Pengamanan ketat akan mengiringi final Croky Cup 2026 saat RSC Anderlecht dan Royale Union Saint-Gilloise bertemu di Stadion Roi Baudouin. Kepolisian Zona Brussels Capital/Ixelles menurunkan personel di sekitar stadion untuk mencegah potensi kerusuhan antarpendukung, dengan mengacu pada insiden yang pernah terjadi pada final tahun lalu.
Situasi itu menunjukkan betapa panasnya duel yang akan tersaji pada Kamis, 14 Mei 2026. Bagi sepak bola Belgia, laga ini bukan sekadar perebutan trofi, melainkan juga pertanda hidupnya kembali rivalitas Brussel yang lama meredup.
Union Saint-Gilloise membawa cerita besar ke partai puncak ini. Sejak kembali ke divisi utama pada 2021 setelah 48 tahun, klub itu mengubah peta persaingan dan membuat tensi pertemuan dengan Anderlecht naik lagi.
Rivalitas lama yang kembali terasa
Benturan Anderlecht dan Union punya tempat khusus dalam sejarah sepak bola Belgia. Menurut penulis dan sejarawan sepak bola Kurt Deswert, keduanya pernah sama-sama mendominasi, tetapi pada era yang berbeda sehingga jarang benar-benar saling berhadapan dalam perebutan gelar.
Deswert menilai kembalinya Union ke kasta tertinggi menjadi kejutan besar. Ia juga melihat performa klub itu setelah promosi melampaui ekspektasi dan ikut memulihkan persaingan yang hampir 115 tahun tidak terasa.
Final Croky Cup 2026 pun menjadi momen penting karena untuk pertama kalinya sepanjang 70 edisi kompetisi, Anderlecht dan Union bertemu di partai puncak. Pertemuan ini membuat Brussel kembali menjadi sorotan utama sepak bola domestik Belgia.
Anderlecht menghadapi tekanan di beberapa sisi
Di kubu Anderlecht, perhatian tidak hanya tertuju pada final. Gelandang Nathan De Cat juga ikut ramai dibicarakan karena masa baktinya di Lotto Park masih tersisa satu tahun.
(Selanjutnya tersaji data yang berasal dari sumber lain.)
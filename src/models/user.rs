//! User and authentication models.

use chrono::{DateTime, Utc};
use serde::{Deserialize, Serialize};
use sqlx::FromRow;

/// User role
#[derive(Debug, Clone, Copy, PartialEq, Eq, Serialize, Deserialize, Default)]
#[serde(rename_all = "lowercase")]
pub enum UserRole {
    Admin,
    #[default]
    Member,
}

impl UserRole {
    pub fn as_str(&self) -> &'static str {
        match self {
            Self::Admin => "admin",
            Self::Member => "member",
        }
    }

    pub fn from_str(s: &str) -> Self {
        match s {
            "admin" => Self::Admin,
            _ => Self::Member,
        }
    }
}

/// A registered user of the booking system.
#[derive(Debug, Clone, Serialize, Deserialize, FromRow)]
pub struct User {
    pub id: String,
    pub email: String,
    /// Salted hash, never the raw password.
    #[serde(skip_serializing)]
    pub password_hash: String,
    pub display_name: String,
    /// 'admin' or 'member'
    pub role: String,
    pub enabled: bool,
    pub created_at: DateTime<Utc>,
    pub updated_at: DateTime<Utc>,
}

impl User {
    pub fn role_enum(&self) -> UserRole {
        UserRole::from_str(&self.role)
    }

    pub fn is_admin(&self) -> bool {
        self.role == "admin"
    }
}
//! SQLite-backed reservation store.
//!
//! Implements [`ReservationStore`] over the shared pool. The overlap
//! logic lives in the service layer; this module only moves rows.

use async_trait::async_trait;

use super::DbPool;
use crate::models::Reservation;
use crate::store::ReservationStore;
use crate::Result;

#[derive(Clone)]
pub struct SqliteReservationStore {
    pool: DbPool,
}

impl SqliteReservationStore {
    pub fn new(pool: DbPool) -> Self {
        Self { pool }
    }
}

#[async_trait]
impl ReservationStore for SqliteReservationStore {
    async fn find_by_room(&self, room_id: &str) -> Result<Vec<Reservation>> {
        let rows = sqlx::query_as::<_, Reservation>(
            "SELECT * FROM reservations WHERE room_id = ?",
        )
        .bind(room_id)
        .fetch_all(&self.pool)
        .await?;
        Ok(rows)
    }

    async fn find_by_id(&self, id: &str) -> Result<Option<Reservation>> {
        let row = sqlx::query_as::<_, Reservation>("SELECT * FROM reservations WHERE id = ?")
            .bind(id)
            .fetch_optional(&self.pool)
            .await?;
        Ok(row)
    }

    async fn exists_by_id(&self, id: &str) -> Result<bool> {
        let row: Option<(i64,)> = sqlx::query_as("SELECT 1 FROM reservations WHERE id = ?")
            .bind(id)
            .fetch_optional(&self.pool)
            .await?;
        Ok(row.is_some())
    }

    async fn save(&self, reservation: Reservation) -> Result<Reservation> {
        sqlx::query(
            r#"
            INSERT INTO reservations (id, room_id, start_time, end_time, requester, created_at, updated_at)
            VALUES (?, ?, ?, ?, ?, ?, ?)
            ON CONFLICT(id) DO UPDATE SET
                room_id    = excluded.room_id,
                start_time = excluded.start_time,
                end_time   = excluded.end_time,
                requester  = excluded.requester,
                updated_at = excluded.updated_at
            "#,
        )
        .bind(&reservation.id)
        .bind(&reservation.room_id)
        .bind(reservation.start_time)
        .bind(reservation.end_time)
        .bind(&reservation.requester)
        .bind(reservation.created_at)
        .bind(reservation.updated_at)
        .execute(&self.pool)
        .await?;

        Ok(reservation)
    }

    async fn delete_by_id(&self, id: &str) -> Result<()> {
        sqlx::query("DELETE FROM reservations WHERE id = ?")
            .bind(id)
            .execute(&self.pool)
            .await?;
        Ok(())
    }
}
De Cat menanggapi spekulasi itu dengan tenang. Ia menyebut para suporter boleh berharap dirinya bertahan dan menegaskan keputusan akhir soal kontrak ada di tangannya sendiri, bukan di pihak keluarga.
Masalah lain juga muncul menjelang laga besar itu. Penyerang Mihajlo Cvetkovic terancam skorsing empat pertandingan setelah tuntutan jaksa, dan klub disebut sedang berupaya mengajukan banding agar ia tetap bisa tampil.
Union datang dengan rasa percaya diri tinggi
Di sisi Union Saint-Gilloise, suasana pendukung terlihat jauh lebih optimistis. Olivier Van Peeters dari Uccle percaya tren positif timnya atas Anderlecht dalam beberapa musim terakhir akan berlanjut di Stadion Roi Baudouin.
Meski begitu, tidak semua pendukung melihat final ini sebagai laga yang sudah mudah ditebak. Pieter Dubois dari Forest menilai Union memang layak diunggulkan pada hari pertandingan, tetapi format satu laga tetap membuka semua kemungkinan.
Dari kubu Anderlecht, nada yang muncul cenderung lebih hati-hati. Michelle van Cutsem dari Waterloo mengaku khawatir, namun tetap berharap timnya bisa mengangkat trofi.
Brussel kembali ke pusat perhatian sepak bola Belgia
Kurt Deswert menilai duel ini juga mempertegas posisi Brussel sebagai kota sepak bola penting di Eropa. Menurut dia, kedua klub kini kembali bersaing di level tertinggi, baik untuk gelar liga maupun piala domestik.
Karena itu, final Croky Cup 2026 terasa lebih besar dari final piala biasa. Taruhannya bukan hanya trofi, tetapi juga gengsi dua klub ibu kota yang rivalitasnya sempat lama meredup lalu meledak lagi di panggung terbesar.